(Stored items)

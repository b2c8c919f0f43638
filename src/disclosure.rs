use base64::URL_SAFE_NO_PAD;
use serde_json::Value;

use crate::digest::{hash_encoded_disclosure, SdAlg};
use crate::Error;

/// One emitted disclosure: the canonical triple together with its base64url
/// encoding and the digest that appears in the payload.
#[derive(Debug, Clone, PartialEq)]
pub struct Disclosure {
    /// Salt drawn for the node
    pub salt: String,

    /// Claim name; absent for array element disclosures
    pub name: Option<String>,

    /// Disclosed value. For a collapsed subtree this is the cleartext
    /// object; for a recursive parent it is a digest list, not cleartext.
    pub value: Value,

    /// Base64url of the canonical triple
    pub encoded: String,

    /// Base64url of the hex ASCII SHA-256 of `encoded`
    pub claim_hash: String,
}

impl Disclosure {
    /// Canonicalizes and hashes a disclosure for the given claim.
    ///
    /// `name` is `None` for array elements, which are encoded with an empty
    /// middle field.
    pub fn new(salt: String, name: Option<String>, value: Value) -> Result<Self, Error> {
        let canonical = canonical_triple(&salt, name.as_deref().unwrap_or(""), &value)?;
        let encoded = base64::encode_config(canonical, URL_SAFE_NO_PAD);
        let claim_hash = hash_encoded_disclosure(SdAlg::Sha256, &encoded)?;

        Ok(Disclosure {
            salt,
            name,
            value,
            encoded,
            claim_hash,
        })
    }

    /// Decodes an encoded disclosure string, recomputing its claim hash.
    pub fn parse(encoded: &str) -> Result<Self, Error> {
        let bytes =
            base64::decode_config(encoded, URL_SAFE_NO_PAD).map_err(|_| Error::MalformedDisclosure)?;
        let json: Value = serde_json::from_slice(&bytes).map_err(|_| Error::MalformedDisclosure)?;

        let values = json.as_array().ok_or(Error::MalformedDisclosure)?;
        if values.len() != 3 {
            return Err(Error::MalformedDisclosure);
        }
        let salt = values[0].as_str().ok_or(Error::MalformedDisclosure)?;
        let name = values[1].as_str().ok_or(Error::MalformedDisclosure)?;

        Ok(Disclosure {
            salt: salt.to_owned(),
            name: (!name.is_empty()).then(|| name.to_owned()),
            value: values[2].clone(),
            encoded: encoded.to_owned(),
            claim_hash: hash_encoded_disclosure(SdAlg::Sha256, encoded)?,
        })
    }
}

/// Canonical byte form of a disclosure: the compact JSON array
/// `["salt","name",value]`.
///
/// Scalar values are quoted JSON strings while object values (collapsed
/// subtrees, recursive digest lists) are spliced in unquoted. The asymmetry
/// is load bearing for interop; the produced bytes feed the digest directly.
pub(crate) fn canonical_triple(
    salt: &str,
    name: &str,
    value: &Value,
) -> Result<String, serde_json::Error> {
    serde_json::to_string(&serde_json::json!([salt, name, value]))
}

/// Insertion-ordered collection of disclosures keyed by claim hash.
///
/// One instance exists per build or per verification; iteration order is
/// the order in which disclosures were added, which keeps the serialized
/// form deterministic for a fixed salt sequence.
#[derive(Debug, Default, Clone, PartialEq)]
pub struct DisclosureSet {
    entries: Vec<Disclosure>,
}

impl DisclosureSet {
    pub fn new() -> Self {
        Self::default()
    }

    /// Inserts a disclosure. Duplicate claim hashes are rejected; fresh
    /// salts make them impossible during issuance.
    pub fn add(&mut self, disclosure: Disclosure) -> Result<(), Error> {
        if self.lookup(&disclosure.claim_hash).is_some() {
            return Err(Error::MultipleDisclosuresWithSameHash);
        }
        self.entries.push(disclosure);
        Ok(())
    }

    pub fn lookup(&self, claim_hash: &str) -> Option<&Disclosure> {
        self.entries.iter().find(|d| d.claim_hash == claim_hash)
    }

    /// Rebuilds a set from forwarded disclosure strings.
    pub fn parse<S: AsRef<str>>(encoded: &[S]) -> Result<Self, Error> {
        let mut set = Self::new();
        for disclosure in encoded {
            set.add(Disclosure::parse(disclosure.as_ref())?)?;
        }
        Ok(set)
    }

    /// Wire form of the set: `~d1~d2~`, or the empty string when there is
    /// nothing to disclose.
    pub fn serialized(&self) -> String {
        if self.entries.is_empty() {
            return String::new();
        }
        let mut s = String::from("~");
        for disclosure in &self.entries {
            s.push_str(&disclosure.encoded);
            s.push('~');
        }
        s
    }

    /// Encoded disclosure strings in insertion order.
    pub fn encoded_disclosures(&self) -> Vec<String> {
        self.entries.iter().map(|d| d.encoded.clone()).collect()
    }

    pub fn iter(&self) -> std::slice::Iter<'_, Disclosure> {
        self.entries.iter()
    }

    pub fn len(&self) -> usize {
        self.entries.len()
    }

    pub fn is_empty(&self) -> bool {
        self.entries.is_empty()
    }
}

#[cfg(test)]
mod tests {
    use super::*;
    use serde_json::json;

    #[test]
    fn test_canonical_leaf_triple() {
        let canonical = canonical_triple("salt_zyx", "birthdate", &json!("xyz")).unwrap();
        assert_eq!(canonical, r#"["salt_zyx","birthdate","xyz"]"#);
        assert_eq!(
            base64::encode_config(canonical, URL_SAFE_NO_PAD),
            "WyJzYWx0X3p5eCIsImJpcnRoZGF0ZSIsInh5eiJd",
        );
    }

    #[test]
    fn test_canonical_array_element_triple() {
        let canonical = canonical_triple("salt_zyx", "", &json!("se")).unwrap();
        assert_eq!(canonical, r#"["salt_zyx","","se"]"#);
        assert_eq!(
            base64::encode_config(canonical, URL_SAFE_NO_PAD),
            "WyJzYWx0X3p5eCIsIiIsInNlIl0",
        );
    }

    #[test]
    fn test_canonical_object_value_is_spliced_unquoted() {
        let canonical = canonical_triple(
            "salt_zyx",
            "address",
            &json!({"street_address": "testgatan 3"}),
        )
        .unwrap();
        assert_eq!(
            canonical,
            r#"["salt_zyx","address",{"street_address":"testgatan 3"}]"#
        );
    }

    #[test]
    fn test_canonical_digest_list_value() {
        let canonical = canonical_triple("salt_zyx", "address", &json!({"_sd": ["h1", "h2"]})).unwrap();
        assert_eq!(canonical, r#"["salt_zyx","address",{"_sd":["h1","h2"]}]"#);
    }

    #[test]
    fn test_new_computes_both_hashes() {
        let disclosure = Disclosure::new(
            "salt_zyx".to_owned(),
            Some("birthdate".to_owned()),
            json!("1970-01-01"),
        )
        .unwrap();
        assert_eq!(
            disclosure.encoded,
            "WyJzYWx0X3p5eCIsImJpcnRoZGF0ZSIsIjE5NzAtMDEtMDEiXQ"
        );
        assert_eq!(
            disclosure.claim_hash,
            "Zjc4YWM0MzQ5ODJiY2RiZmIyN2RkNDMwZmY5M2Q3N2FhOGYxMzQ2YWQ4ODYyZGVjMTQ4NjQ2YzcxM2E0MDUzZg"
        );
    }

    #[test]
    fn test_parse_inverts_new() {
        let disclosure = Disclosure::parse("WyJzYWx0X3p5eCIsImJpcnRoZGF0ZSIsIjE5NzAtMDEtMDEiXQ").unwrap();
        assert_eq!(disclosure.salt, "salt_zyx");
        assert_eq!(disclosure.name.as_deref(), Some("birthdate"));
        assert_eq!(disclosure.value, json!("1970-01-01"));
        assert_eq!(
            disclosure.claim_hash,
            "Zjc4YWM0MzQ5ODJiY2RiZmIyN2RkNDMwZmY5M2Q3N2FhOGYxMzQ2YWQ4ODYyZGVjMTQ4NjQ2YzcxM2E0MDUzZg"
        );
    }

    #[test]
    fn test_parse_array_element_has_no_name() {
        let disclosure = Disclosure::parse("WyJzYWx0X3p5eCIsIiIsInNlIl0").unwrap();
        assert_eq!(disclosure.name, None);
        assert_eq!(disclosure.value, json!("se"));
    }

    #[test]
    fn test_parse_rejects_bad_base64() {
        assert!(matches!(
            Disclosure::parse("not~base64!"),
            Err(Error::MalformedDisclosure)
        ));
    }

    #[test]
    fn test_parse_rejects_wrong_arity() {
        // ["salt_zyx","a"]
        let two = base64::encode_config(r#"["salt_zyx","a"]"#, URL_SAFE_NO_PAD);
        assert!(matches!(
            Disclosure::parse(&two),
            Err(Error::MalformedDisclosure)
        ));
    }

    #[test]
    fn test_serialized_brackets_with_tildes() {
        let mut set = DisclosureSet::new();
        assert_eq!(set.serialized(), "");

        set.add(
            Disclosure::new("zyx".to_owned(), Some("birthdate".to_owned()), json!("xyz")).unwrap(),
        )
        .unwrap();
        let one = set.serialized();
        assert!(one.starts_with('~') && one.ends_with('~'));
        assert_eq!(one.matches('~').count(), 2);

        set.add(
            Disclosure::new("zyx".to_owned(), Some("given_name".to_owned()), json!("xyz")).unwrap(),
        )
        .unwrap();
        assert_eq!(set.serialized().matches('~').count(), 3);
    }

    #[test]
    fn test_duplicate_claim_hash_rejected() {
        let mut set = DisclosureSet::new();
        let disclosure =
            Disclosure::new("zyx".to_owned(), Some("birthdate".to_owned()), json!("xyz")).unwrap();
        set.add(disclosure.clone()).unwrap();
        assert!(matches!(
            set.add(disclosure),
            Err(Error::MultipleDisclosuresWithSameHash)
        ));
    }

    #[test]
    fn test_parse_set_keys_by_claim_hash() {
        let set = DisclosureSet::parse(&[
            "WyJzYWx0X3p5eCIsImJpcnRoZGF0ZSIsIjE5NzAtMDEtMDEiXQ",
            "WyJzYWx0X3p5eCIsImdpdmVuX25hbWUiLCJKb2huIl0",
        ])
        .unwrap();
        assert_eq!(set.len(), 2);

        let birthdate = set
            .lookup("Zjc4YWM0MzQ5ODJiY2RiZmIyN2RkNDMwZmY5M2Q3N2FhOGYxMzQ2YWQ4ODYyZGVjMTQ4NjQ2YzcxM2E0MDUzZg")
            .unwrap();
        assert_eq!(birthdate.name.as_deref(), Some("birthdate"));
        assert_eq!(birthdate.value, json!("1970-01-01"));

        let given_name = set
            .lookup("MzE0ZDU5NzY0NGQ4YjRlZTM1YjJjYWMwNGFlNmMwM2JiNGFmYTk5ODQxMDhjMzIzNGQ3ZTY2NmZmMWJmYzk4Nw")
            .unwrap();
        assert_eq!(given_name.name.as_deref(), Some("given_name"));
        assert_eq!(given_name.value, json!("John"));
    }
}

• **Work order**:
Wherever a line holds the word "crate", copy that line out of the entries above.

• **Solution to this task**:
use crate::digest::{hash_encoded_disclosure, SdAlg};
use crate::Error;
pub(crate) fn canonical_triple(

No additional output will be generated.